Для лирического героя это монотонное перечисление предметов служит средством самозаговаривания, убеждения себя в спокойствии обстановки. Правда, тут есть опасность некоторой предсказуемости: в середине или финале очередного текста, композиционно построенного схожим образом, уже ждешь упоминания «беды», «тикающей мины» или чего-то семантически близкого. В результате прием обманутого читательского ожидания, на который делалась ставка, оборачивается своей противоположностью.

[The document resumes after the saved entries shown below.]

/// Test: the api variant runs the api scan and keeps its report
#[tokio::test]
async fn test_api_variant_uses_api_scan() {
    let invoker = clean_invoker().on(
        "zap-api-scan.py",
        Scripted::ok().writes("zap_api_report.html", "<html>api</html>"),
    );
    let h = harness(invoker, ScanVariant::Api);
    let report = h.run(&StagePlan::full()).await;

    assert_eq!(report.status, RunStatus::Completed);
    assert_eq!(h.invoker.count_matching("zap-api-scan.py"), 1);
    assert_eq!(h.invoker.count_matching("zap-baseline.py"), 0);
    let zap = report.stages.iter().find(|s| s.stage == "dynamic_scan").unwrap();
    assert_eq!(zap.reports, vec![h.ctx.report_path("zap_api_report.html")]);
    assert!(report
        .artifacts()
        .iter()
        .any(|p| p.ends_with("zap_api_report.html")));
}

/// Test: cancelling mid-stage aborts the run and still notifies exactly once
#[tokio::test(start_paused = true)]
async fn test_cancellation_aborts_and_notifies_once() {
    let invoker = clean_invoker().on("docker build", Scripted::hang());
    let h = harness(invoker, ScanVariant::Baseline);
    let (handle, signal) = cancel_pair();
    let plan = StagePlan::full();

    let (report, ()) = tokio::join!(h.pipeline.run(h.ctx.clone(), &plan, signal), async {
        tokio::time::sleep(Duration::from_secs(5)).await;
        handle.cancel();
    });

    assert_eq!(report.status, RunStatus::Aborted);
    let last = report.stages.last().unwrap();
    assert_eq!(last.stage, "image_build");
    assert_eq!(last.outcome, StageOutcome::Failed(CANCELLED.to_string()));
    assert_eq!(h.invoker.count_matching("hadolint"), 0);
    assert_eq!(h.notifier.calls(), 1);
    assert_eq!(h.notifier.last_status(), Some(RunStatus::Aborted));
}

/// Test: cancelling during the retry delay aborts without another attempt
#[tokio::test(start_paused = true)]
async fn test_cancellation_during_retry_delay() {
    let invoker = clean_invoker().on("trivy", Scripted::exit(1));
    let h = harness(invoker, ScanVariant::Baseline);
    let (handle, signal) = cancel_pair();
    let plan = StagePlan::from_stages([Stage::ImageScan, Stage::DynamicScan]);
    let start = tokio::time::Instant::now();

    // attempts run at 0s and 10s; 15s falls inside the second delay
    let (report, ()) = tokio::join!(h.pipeline.run(h.ctx.clone(), &plan, signal), async {
        tokio::time::sleep(Duration::from_secs(15)).await;
        handle.cancel();
    });

    assert_eq!(report.status, RunStatus::Aborted);
    assert_eq!(stage_names(&report), vec!["image_scan"]);
    assert_eq!(report.stages[0].outcome, StageOutcome::Failed(CANCELLED.to_string()));
    assert_eq!(h.invoker.count_matching("trivy image"), 2);
    assert_eq!(h.invoker.count_matching("zap"), 0);
    assert!(start.elapsed() < Duration::from_secs(20));
    assert_eq!(h.notifier.calls(), 1);
    assert_eq!(h.notifier.last_status(), Some(RunStatus::Aborted));
}

/// Test: cancelling the dynamic scan removes its container
#[tokio::test(start_paused = true)]
async fn test_cancelled_dynamic_scan_removes_container() {
    let invoker = clean_invoker().on("zap-baseline.py", Scripted::hang());
    let h = harness(invoker, ScanVariant::Baseline);
    let (handle, signal) = cancel_pair();
    let plan = StagePlan::from_stages([Stage::DynamicScan, Stage::Publish]);

    let (report, ()) = tokio::join!(h.pipeline.run(h.ctx.clone(), &plan, signal), async {
        tokio::time::sleep(Duration::from_secs(5)).await;
        handle.cancel();
    });

    assert_eq!(report.status, RunStatus::Aborted);
    let name = secpipe_ci::zap_container_name(&h.ctx);
    assert_eq!(h.invoker.count_matching(&format!("--name {name}")), 1);
    assert_eq!(h.invoker.count_matching(&format!("docker rm -f {name}")), 1);
    assert_eq!(h.invoker.count_matching("docker push"), 0);
    assert_eq!(h.notifier.calls(), 1);
}

/// Test: a failing notifier never changes the run status
#[tokio::test]
async fn test_notifier_failure_does_not_change_status() {
    let dir = tempfile::tempdir().unwrap();
    let ctx = RunContext::new("abc", 1, ScanVariant::Baseline, ImageRef::new("webapp", "1"), dir.path());
    let notifier = Arc::new(RecordingNotifier::failing("slack"));
    let pipeline = Pipeline::new(Arc::new(config()), Arc::new(clean_invoker()), notifier.clone());

    let report = pipeline
        .run(ctx, &StagePlan::full(), CancelSignal::never())
        .await;
    assert_eq!(report.status, RunStatus::Completed);
    assert_eq!(notifier.calls(), 1);
}

/// Test: skipped stages are left out and the summary is written
#[tokio::test]
async fn test_skipped_stages_and_summary() {
    let h = harness(clean_invoker(), ScanVariant::Baseline);
    let plan = StagePlan::without_names(&["static_analysis", "publish"]).unwrap();
    let report = h.run(&plan).await;

    assert_eq!(report.stages.len(), 8);
    assert_eq!(h.invoker.count_matching("sonar"), 0);
    assert_eq!(h.invoker.count_matching("aws"), 0);

    let summary = h.ctx.report_path(SUMMARY_FILE);
    let parsed: RunReport = serde_json::from_slice(&std::fs::read(summary).unwrap()).unwrap();
    assert_eq!(parsed.status, RunStatus::Completed);
    assert_eq!(parsed.plan_digest, report.plan_digest);
}

/// Test: ECR login receives the password printed by the aws cli
#[tokio::test]
async fn test_ecr_login_uses_previous_stdout() {
    let invoker = clean_invoker().on("get-login-password", Scripted::ok().stdout("ecr-pass\n"));
    let h = harness(invoker, ScanVariant::Baseline);
    let plan = StagePlan::from_stages([Stage::Publish]);
    let report = h.run(&plan).await;

    assert_eq!(report.status, RunStatus::Completed);
    let login = h
        .invoker
        .calls()
        .into_iter()
        .find(|c| c.command_line().contains("docker login"))
        .unwrap();
    assert_eq!(login.stdin, Some(secpipe_ci::Stdin::Secret("ecr-pass".to_string())));
}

Лучшие стихотворения книги стремятся к сюжетной целостности, сочетаемой с парадоксальностью: так, в одном из них чрезвычайно удачно выглядят совмещение религиозных аллюзий («в день родительский — субботу») с метафорой Отца и Сына, перенесенные на реалистическую почву:
В этом парке на рассвете
Без охраны — налегке
Президент Д. А. Медведев
Ходит с розою в руке,
Дарит встречных виноградом,
Отпускает им грехи,
И меня — больное чадо
Он полюбит за стихи,
Денег даст и даст работу,
Купит серого кота —
Пожалеет идиота —
Он ведь тоже сирота…
Эмоция, пытающаяся вырваться из-под контроля, заключена, как в стены аквариума, в крепкие, версификационно и просодически безупречные размеры, среди которых преобладает пятистопный ямб. Вспоминаются слова Мишеля Уэльбека о версификации как «мощном инструменте внутреннего освобождения». В целом — сборник производит впечатление традиционности (в самом хорошем смысле) и одновременно — индивидуальности авторского голоса.